Results: The first treatment improved trunk lateral flexion and increased bowel movement frequency. On the third visit, a more uniform facial symmetry was noted and the patient’s head posture improved slightly with improved masseter and hyoid muscle activity. By the 8th treatment improved spinal balance and function was noted and at 14-months, the patient’s facial asymmetry was improved.

Conclusion: The parents were pleased because the patient responded well to the care rendered without any adverse reactions and greater facial symmetry cosmetically and improved function of the spinal joints and related myofascial balance.

Hopkins L, Countryman J, Blum CL. Investigating new bonds in patient care to develop an engineering platform for the health care sector: A case report. 2nd Annual Sacro Occipital Technique Research Conference Proceedings: New Orleans, LA. 2010:101-5.

Introduction: The purpose of this study is to attempt to meet this challenge through manipulation of the enteric nervous system (ENS) by utilizing a new field in bioengineering, Enteric Structural Mechanics© (ESM), in chiropractic care.

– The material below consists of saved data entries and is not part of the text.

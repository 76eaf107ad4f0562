mod common;

use common::*;
use std::sync::Arc;
use swipe_feed_core::seed::placeholder_cards;
use swipe_feed_core::{
    FeedError, FeedPhase, FeedStore, FetchOutcome, Role, SkipReason, SwipeDirection, Viewer,
};

fn seeker_viewer() -> Viewer {
    Viewer::new("viewer-1", Some("job_seeker"))
}

fn employer_viewer() -> Viewer {
    Viewer::new("viewer-2", Some("employer"))
}

#[tokio::test]
async fn test_first_full_page_keeps_has_more() {
    let source = Arc::new(ScriptedSource::new(employers(13)));
    let controller = controller(source.clone());

    let outcome = controller.ensure_fed(Some(&seeker_viewer())).await;

    assert_eq!(
        outcome,
        FetchOutcome::Applied {
            received: 10,
            appended: 10,
            exhausted: false,
        }
    );
    let feed = controller.feed();
    let feed = feed.lock().await;
    assert_eq!(feed.cards().len(), 10);
    assert!(feed.has_more());
    assert!(!feed.is_loading());
    assert_eq!(feed.current_index(), 0);
    assert_eq!(feed.phase(), FeedPhase::Ready);
}

#[tokio::test]
async fn test_short_page_exhausts_feed() {
    let source = Arc::new(ScriptedSource::new(employers(13)));
    let controller = controller(source.clone());
    let viewer = seeker_viewer();

    controller.ensure_fed(Some(&viewer)).await;
    let outcome = controller.ensure_fed(Some(&viewer)).await;

    assert_eq!(
        outcome,
        FetchOutcome::Applied {
            received: 3,
            appended: 3,
            exhausted: true,
        }
    );
    {
        let feed = controller.feed();
        let feed = feed.lock().await;
        assert_eq!(feed.cards().len(), 13);
        assert!(!feed.has_more());
        assert_eq!(feed.phase(), FeedPhase::Exhausted);
    }

    let offsets: Vec<usize> = source.calls().iter().map(|c| c.offset).collect();
    assert_eq!(offsets, vec![0, 10]);

    assert_eq!(
        controller.ensure_fed(Some(&viewer)).await,
        FetchOutcome::Skipped(SkipReason::Exhausted)
    );
    assert_eq!(source.calls().len(), 2);
}

#[tokio::test]
async fn test_exact_page_then_empty_page() {
    let source = Arc::new(ScriptedSource::new(employers(10)));
    let controller = controller(source.clone());
    let viewer = seeker_viewer();

    controller.ensure_fed(Some(&viewer)).await;
    assert!(controller.feed().lock().await.has_more());

    let outcome = controller.ensure_fed(Some(&viewer)).await;
    assert_eq!(
        outcome,
        FetchOutcome::Applied {
            received: 0,
            appended: 0,
            exhausted: true,
        }
    );
    let feed = controller.feed();
    let feed = feed.lock().await;
    assert_eq!(feed.cards().len(), 10);
    assert!(!feed.has_more());
}

#[tokio::test]
async fn test_nameless_employer_dropped_but_counted() {
    let mut records = employers(9);
    records.insert(4, employer("emp-nameless", None));
    records.extend(employers(15).into_iter().skip(9));
    let source = Arc::new(ScriptedSource::new(records));
    let controller = controller(source.clone());
    let viewer = seeker_viewer();

    let outcome = controller.ensure_fed(Some(&viewer)).await;
    assert_eq!(
        outcome,
        FetchOutcome::Applied {
            received: 10,
            appended: 9,
            exhausted: false,
        }
    );
    {
        let feed = controller.feed();
        let feed = feed.lock().await;
        assert!(feed.card("emp-nameless").is_none());
        assert!(feed.has_more());
        assert_eq!(feed.source_offset(), 10);
    }

    controller.ensure_fed(Some(&viewer)).await;
    let calls = source.calls();
    assert_eq!(calls[1].offset, 10);
    let feed = controller.feed();
    let feed = feed.lock().await;
    assert_eq!(feed.cards().len(), 15);
}

#[tokio::test]
async fn test_cards_come_from_counterpart_role_only() {
    let viewer = employer_viewer();
    let mut records = job_seekers(3);
    records.push(employer("emp-x", Some("Initech")));
    records.push(job_seeker(&viewer.id));
    records.extend(job_seekers(6).into_iter().skip(3));
    let source = Arc::new(ScriptedSource::unfiltered(records));
    let controller = controller(source.clone());

    controller.ensure_fed(Some(&viewer)).await;

    let calls = source.calls();
    assert_eq!(calls[0].role, Role::JobSeeker);
    assert_eq!(calls[0].exclude_id, viewer.id);
    assert_eq!(calls[0].limit, 10);

    let feed = controller.feed();
    let feed = feed.lock().await;
    assert_eq!(feed.cards().len(), 6);
    assert!(feed.cards().iter().all(|c| c.id.starts_with("seek-")));
    assert!(feed.cards().iter().all(|c| c.id != viewer.id));
}

#[tokio::test]
async fn test_viewer_without_role_is_a_no_op() {
    let source = Arc::new(ScriptedSource::new(employers(5)));
    let controller = controller(source.clone());

    assert_eq!(
        controller.ensure_fed(None).await,
        FetchOutcome::Skipped(SkipReason::NoViewer)
    );
    assert_eq!(
        controller
            .ensure_fed(Some(&Viewer::new("viewer-1", None)))
            .await,
        FetchOutcome::Skipped(SkipReason::RoleUnresolved)
    );

    assert!(source.calls().is_empty());
    let feed = controller.feed();
    let feed = feed.lock().await;
    assert!(feed.has_more());
    assert!(feed.cards().is_empty());
}

#[tokio::test]
async fn test_unknown_role_ends_feed_without_query() {
    let source = Arc::new(ScriptedSource::new(employers(5)));
    let controller = controller(source.clone());

    let outcome = controller
        .ensure_fed(Some(&Viewer::new("viewer-1", Some("recruiter"))))
        .await;

    assert_eq!(
        outcome,
        FetchOutcome::Skipped(SkipReason::UnknownRole("recruiter".to_string()))
    );
    assert!(source.calls().is_empty());
    assert!(!controller.feed().lock().await.has_more());
}

#[tokio::test]
async fn test_query_failure_is_absorbed() {
    let source = Arc::new(ScriptedSource::new(employers(5)));
    source.set_failing(true);
    let controller = controller(source.clone());
    let viewer = seeker_viewer();
    controller.set_viewer(Some(viewer.clone())).await;

    {
        let feed = controller.feed();
        let feed = feed.lock().await;
        assert!(!feed.has_more());
        assert!(!feed.is_loading());
        assert!(feed.cards().is_empty());
        assert_eq!(feed.phase(), FeedPhase::Exhausted);
    }
    assert_eq!(
        controller.ensure_fed(Some(&viewer)).await,
        FetchOutcome::Skipped(SkipReason::Exhausted)
    );
    assert_eq!(source.calls().len(), 1);

    source.set_failing(false);
    let outcome = controller.refresh().await;
    assert_eq!(
        outcome,
        FetchOutcome::Applied {
            received: 5,
            appended: 5,
            exhausted: true,
        }
    );
}

#[tokio::test]
async fn test_concurrent_calls_issue_one_request() {
    let source = Arc::new(ScriptedSource::new(employers(10)));
    let gate = source.hold_next();
    let controller = controller(source.clone());
    let viewer = seeker_viewer();

    let first = tokio::spawn({
        let controller = controller.clone();
        let viewer = viewer.clone();
        async move { controller.ensure_fed(Some(&viewer)).await }
    });
    source.started.notified().await;

    assert!(controller.feed().lock().await.is_loading());
    assert_eq!(
        controller.ensure_fed(Some(&viewer)).await,
        FetchOutcome::Skipped(SkipReason::InFlight)
    );
    assert_eq!(source.calls().len(), 1);

    gate.notify_one();
    let outcome = first.await.unwrap();
    assert!(matches!(outcome, FetchOutcome::Applied { received: 10, .. }));
    assert!(!controller.feed().lock().await.is_loading());
}

#[tokio::test]
async fn test_page_for_previous_role_is_discarded() {
    let mut records = employers(4);
    records.extend(job_seekers(4));
    let source = Arc::new(ScriptedSource::new(records));
    let gate = source.hold_next();
    let controller = controller(source.clone());

    let stale = tokio::spawn({
        let controller = controller.clone();
        async move {
            controller
                .set_viewer(Some(Viewer::new("viewer-1", Some("job_seeker"))))
                .await
        }
    });
    source.started.notified().await;

    let switched = controller
        .set_viewer(Some(Viewer::new("viewer-1", Some("employer"))))
        .await;
    assert!(matches!(switched, FetchOutcome::Applied { received: 4, .. }));

    gate.notify_one();
    assert_eq!(stale.await.unwrap(), FetchOutcome::Discarded);

    let feed = controller.feed();
    let feed = feed.lock().await;
    assert_eq!(feed.cards().len(), 4);
    assert!(feed.cards().iter().all(|c| c.id.starts_with("seek-")));
    assert!(!feed.is_loading());
}

#[tokio::test]
async fn test_swipes_top_up_at_low_water_mark() {
    let source = Arc::new(ScriptedSource::new(employers(13)));
    let controller = controller(source.clone());
    controller.set_viewer(Some(seeker_viewer())).await;

    for n in 0..7 {
        let id = format!("emp-{}", n);
        let outcome = controller.swipe(&id, SwipeDirection::Right).await.unwrap();
        assert_eq!(outcome, FetchOutcome::Skipped(SkipReason::BufferFull));
    }

    let outcome = controller.swipe("emp-7", SwipeDirection::Left).await.unwrap();
    assert!(matches!(outcome, FetchOutcome::Applied { received: 3, .. }));

    let snapshot = controller.snapshot().await;
    assert_eq!(snapshot.current_index, 8);
    assert_eq!(snapshot.total, 13);
    assert!(!snapshot.has_more);
    let visible: Vec<&str> = snapshot.visible.iter().map(|c| c.id.as_str()).collect();
    assert_eq!(visible, vec!["emp-8", "emp-9", "emp-10"]);

    let decisions = controller.feed().lock().await.decisions();
    assert_eq!(decisions.liked.len(), 7);
    assert_eq!(decisions.passed, vec!["emp-7"]);
}

#[tokio::test]
async fn test_swipe_with_stale_id_is_rejected() {
    let source = Arc::new(ScriptedSource::new(employers(3)));
    let controller = controller(source.clone());
    controller.set_viewer(Some(seeker_viewer())).await;

    let err = controller
        .swipe("emp-2", SwipeDirection::Right)
        .await
        .unwrap_err();

    assert!(matches!(err, FeedError::CardMismatch { .. }));
    assert_eq!(controller.feed().lock().await.current_index(), 0);
}

#[tokio::test]
async fn test_first_page_replaces_placeholder_seed() {
    let source = Arc::new(ScriptedSource::new(employers(4)));
    let controller =
        controller_with_store(source.clone(), FeedStore::with_seed(placeholder_cards()));

    assert_eq!(controller.snapshot().await.total, placeholder_cards().len());
    controller.set_viewer(Some(seeker_viewer())).await;

    let feed = controller.feed();
    let feed = feed.lock().await;
    assert!(!feed.is_seeded());
    assert_eq!(feed.cards().len(), 4);
    assert_eq!(feed.cards()[0].id, "emp-0");
    assert_eq!(source.calls()[0].offset, 0);
}

#[tokio::test]
async fn test_logout_resets_feed() {
    let source = Arc::new(ScriptedSource::new(employers(4)));
    let controller = controller(source.clone());
    controller.set_viewer(Some(seeker_viewer())).await;
    controller.swipe("emp-0", SwipeDirection::Right).await.unwrap();

    let outcome = controller.set_viewer(None).await;

    assert_eq!(outcome, FetchOutcome::Skipped(SkipReason::NoViewer));
    let feed = controller.feed();
    let feed = feed.lock().await;
    assert!(feed.cards().is_empty());
    assert!(feed.liked_cards().is_empty());
    assert!(feed.has_more());
    assert!(feed.viewer().is_none());
}

#[tokio::test]
async fn test_swipes_top_up_after_ensure_fed() {
    let source = Arc::new(ScriptedSource::new(employers(13)));
    let controller = controller(source.clone());
    let viewer = seeker_viewer();

    controller.ensure_fed(Some(&viewer)).await;
    assert_eq!(controller.feed().lock().await.viewer(), Some(&viewer));

    for n in 0..7 {
        let outcome = controller
            .swipe(&format!("emp-{}", n), SwipeDirection::Left)
            .await
            .unwrap();
        assert_eq!(outcome, FetchOutcome::Skipped(SkipReason::BufferFull));
    }
    let outcome = controller.swipe("emp-7", SwipeDirection::Left).await.unwrap();

    assert!(matches!(outcome, FetchOutcome::Applied { received: 3, .. }));
    let offsets: Vec<usize> = source.calls().iter().map(|c| c.offset).collect();
    assert_eq!(offsets, vec![0, 10]);
    let snapshot = controller.snapshot().await;
    assert_eq!(snapshot.total, 13);
    assert!(!snapshot.has_more);
}

#[tokio::test]
async fn test_page_of_dropped_records_fetches_next_page() {
    let mut records: Vec<_> = (0..10)
        .map(|i| employer(&format!("nameless-{}", i), None))
        .collect();
    records.extend(employers(3));
    let source = Arc::new(ScriptedSource::new(records));
    let controller = controller(source.clone());

    let outcome = controller.set_viewer(Some(seeker_viewer())).await;

    assert_eq!(
        outcome,
        FetchOutcome::Applied {
            received: 13,
            appended: 3,
            exhausted: true,
        }
    );
    let offsets: Vec<usize> = source.calls().iter().map(|c| c.offset).collect();
    assert_eq!(offsets, vec![0, 10]);
    let snapshot = controller.snapshot().await;
    assert_eq!(snapshot.current.map(|c| c.id), Some("emp-0".to_string()));
    assert_eq!(snapshot.total, 3);
    assert!(!snapshot.loading);
    assert_eq!(snapshot.phase, FeedPhase::Exhausted);
}

#[tokio::test]
async fn test_failed_first_page_clears_placeholder_seed() {
    let source = Arc::new(ScriptedSource::new(employers(4)));
    source.set_failing(true);
    let controller =
        controller_with_store(source.clone(), FeedStore::with_seed(placeholder_cards()));

    let outcome = controller.set_viewer(Some(seeker_viewer())).await;

    assert_eq!(outcome, FetchOutcome::Failed);
    let feed = controller.feed();
    let feed = feed.lock().await;
    assert!(!feed.is_seeded());
    assert!(feed.current().is_none());
    assert!(feed.cards().is_empty());
    assert_eq!(feed.phase(), FeedPhase::Exhausted);
}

A 32-year-old male presented to an engineer for assistance with anxiety, depression and addictive tendencies in January 2007.

Interventions/Methods: Using ESM tools, the individualized growth process for this patient was defined and mapped. The patient was referred to an SOT chiropractor for concurrent cranial, spinal, and pelvic treatment and the treatment.

Results: By the time treatment was concluded (4-months) the patient’s visual analogue scale improved with a decrease in pain from 5/10 to a 0/10. His antalgic posture and his left lateral pelvic deviation both returned to midline with significant improvement of anxiety, depression, and addictive tendencies.

Conclusion: With the subtly and diffuse nature of autonomic somatic reflex relationships a sensitive tool such as the ESM may help uncover subclinical conditions which may have been missed through other protocols. Understanding and being able to predict a patient’s cyclical body patterns may help give both the chiropractor and patient a sense of comfort during the period of time when psychogenic components surface somatically within the body.

Koury-Hajal S. Chiropractic spinal manipulative therapy in a 32-year-old female with neck pain, rib cage asymmetry, unicornuate uterus and persistent infertility. 2nd Annual Sacro Occipital Technique Research Conference Proceedings: New Orleans, LA. 2010:106-8.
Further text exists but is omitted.